Further studies on lifestyle modifications are needed in this population. Potential areas of research include the effect of macronutrient content, development of culturally sensitive diet recommendations where traditional diets are high in simple carbohydrates (i.e. rice), and effects of different types of exercise on liver steatosis, liver enzymes, and fibrosis. In the era of personalized medicine, genetic risk markers may help identify both patients at risk, and those who would benefit from certain treatments over others. For example, patients with polymorphisms in PNPLA3 appear to respond better to exercise as well as lower carbohydrate diets.

13 Conclusions

NAFLD is likely a disorder which requires multiple “hits” for development and progression of the disease. It is classically associated with obesity, but Lean NAFLD represents a unique subset of patients that due to the interaction of genetics, lifestyle, diet, age, the microbiome, underlying medical conditions, environmental exposures, medications, and other factors are at risk of developing steatosis, inflammation, and NAFLD at a lower BMI. Despite the generally milder clinical phenotype, patients with Lean NAFLD are still at risk for cirrhosis, hepatocellular carcinoma, and liver failure.
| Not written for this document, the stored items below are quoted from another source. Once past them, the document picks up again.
// ==========================================
// 工序执行质量追踪系统 - 流程执行 API
// ==========================================
// 职责: 流程执行（单事务）、阶段预览、执行记录查询
// 红线: 执行失败整体回滚，不暴露部分结果
// ==========================================

use crate::api::error::{ApiError, ApiResult};
use crate::domain::execution::{ExecutionRecord, ExecutionRequest, ExecutionSummary};
use crate::domain::stage::{Stage, StageRecord, StageResult};
use crate::domain::types::Caller;
use crate::engine::execution::ExecutionAggregator;
use crate::engine::random::RandomSourceFactory;
use crate::repository::error::RepositoryError;
use crate::repository::execution_repo::{ExecutionRepository, SqliteExecutionStore};
use crate::repository::material_ledger_repo::SqliteMaterialLedger;
use rusqlite::{Connection, TransactionBehavior};
use serde::{Deserialize, Serialize};
use std::sync::{Arc, Mutex};
use tracing::{info, instrument, warn};

// ==========================================
// 响应 DTO
// ==========================================

#[derive(Debug, Clone, PartialEq, Serialize, Deserialize)]
pub struct ExecutionResponse {
    pub message: String,
    pub id_proceso_ejecutado: i64,
    pub conformes: i64,
    pub no_conformes: i64,
    pub num_etapas_con_conformidades: i64,
    pub tasa_de_exito: f64,
    pub etapas: Vec<StageRecord>,
}

impl From<ExecutionRecord> for ExecutionResponse {
    fn from(record: ExecutionRecord) -> Self {
        Self {
            message: "Proceso ejecutado exitosamente".to_string(),
            id_proceso_ejecutado: record.id_proceso_ejecutado,
            conformes: record.conformes,
            no_conformes: record.no_conformes,
            num_etapas_con_conformidades: record.num_etapas_con_conformidades,
            tasa_de_exito: record.tasa_de_exito,
            etapas: record.etapas,
        }
    }
}

#[derive(Debug, Clone, PartialEq, Serialize, Deserialize)]
pub struct PreviewResponse {
    pub preview: StageResult,
}

// ==========================================
// ExecutionApi - 流程执行 API
// ==========================================
pub struct ExecutionApi {
    conn: Arc<Mutex<Connection>>,
    aggregator: ExecutionAggregator,
    rng_factory: RandomSourceFactory,
    execution_repo: Arc<ExecutionRepository>,
}

impl ExecutionApi {
    pub fn new(
        conn: Arc<Mutex<Connection>>,
        aggregator: ExecutionAggregator,
        rng_factory: RandomSourceFactory,
        execution_repo: Arc<ExecutionRepository>,
    ) -> Self {
        Self {
            conn,
            aggregator,
            rng_factory,
            execution_repo,
        }
    }

    /// 执行流程
    ///
    /// # 流程
    /// 1. 校验输入读数
    /// 2. 开启 IMMEDIATE 事务（并发执行串行化，台账增量不丢失）
    /// 3. 引擎执行（台账、汇总、历史、活动日志均写入同一事务）
    /// 4. 提交；任一步骤失败时事务 drop 回滚
    #[instrument(skip(self, request, caller), fields(id_proceso = request.id_proceso, actor = caller.id))]
    pub fn execute(&self, request: &ExecutionRequest, caller: &Caller) -> ApiResult<ExecutionResponse> {
        for stage in &request.etapas {
            validate_stage(stage)?;
        }

        let mut rng = self.rng_factory.create();

        let mut conn = self
            .conn
            .lock()
            .map_err(|e| ApiError::from(RepositoryError::LockError(e.to_string())))?;
        let tx = conn
            .transaction_with_behavior(TransactionBehavior::Immediate)
            .map_err(|e| ApiError::TransactionError(format!("开启事务失败: {}", e)))?;

        let record = {
            let store = SqliteExecutionStore::new(&tx, caller.id);
            let ledger = SqliteMaterialLedger::new(&tx);
            match self.aggregator.execute(request, &store, &ledger, rng.as_mut()) {
                Ok(record) => record,
                Err(e) => {
                    warn!(error = %e, "流程执行失败，事务回滚");
                    return Err(e.into());
                }
            }
        };

        tx.commit()
            .map_err(|e| ApiError::TransactionError(format!("提交事务失败: {}", e)))?;

        info!(
            execution_id = record.id_proceso_ejecutado,
            tasa_de_exito = record.tasa_de_exito,
            "流程执行已提交"
        );
        Ok(record.into())
    }

    /// 预览单个阶段（无副作用）
    pub fn preview(&self, stage: &Stage) -> ApiResult<PreviewResponse> {
        validate_stage(stage)?;
        let mut rng = self.rng_factory.create();
        let preview = self.aggregator.processor().process(stage, rng.as_mut())?;
        Ok(PreviewResponse { preview })
    }

    /// 查询完整执行记录
    pub fn get_execution(&self, execution_id: i64) -> ApiResult<ExecutionRecord> {
        self.execution_repo
            .find_record(execution_id)?
            .ok_or_else(|| ApiError::NotFound(format!("执行记录(id={})不存在", execution_id)))
    }

    /// 查询全部执行历史
    pub fn list_history(&self) -> ApiResult<Vec<ExecutionRecord>> {
        Ok(self.execution_repo.list_history()?)
    }

    /// 查询执行汇总行（proceso_ejecutado）
    pub fn get_execution_summary(&self, execution_id: i64) -> ApiResult<ExecutionSummary> {
        self.execution_repo
            .find_summary(execution_id)?
            .ok_or_else(|| ApiError::NotFound(format!("执行记录(id={})不存在", execution_id)))
    }

    /// 查询某流程的全部执行汇总（按执行ID升序）
    pub fn list_process_executions(&self, id_proceso: i64) -> ApiResult<Vec<ExecutionSummary>> {
        Ok(self.execution_repo.list_summaries_by_process(id_proceso)?)
    }
}

/// 输入/输出读数必须为有限非负数（台账只累加）
fn validate_stage(stage: &Stage) -> ApiResult<()> {
    let readings = stage
        .entradas
        .iter()
        .map(|e| ("输入", e.id, e.value))
        .chain(stage.salidas.iter().map(|s| ("输出", s.id, s.value)));
    for (label, id, value) in readings {
        if !value.is_finite() || value < 0.0 {
            return Err(ApiError::ValidationError(format!(
                "阶段{}{}{}的数值无效: {}",
                stage.num_etapa, label, id, value
            )));
        }
    }
    Ok(())
}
Although the metabolic syndrome is associated with both Lean and Overweight/Obese NAFLD, Lean NAFLD appears to have a greater association with genetic risk factors suggesting less metabolic adaptability at a given weight. In addition, increased visceral fat with or without sarcopenia further contributes to less metabolic adaptability and greater risk of NAFLD at lower weights. Given that the global burden of NAFLD is huge, upwards of 50% in certain populations, it is important to continue research into screening, prognosis, and treatment of Lean NAFLD.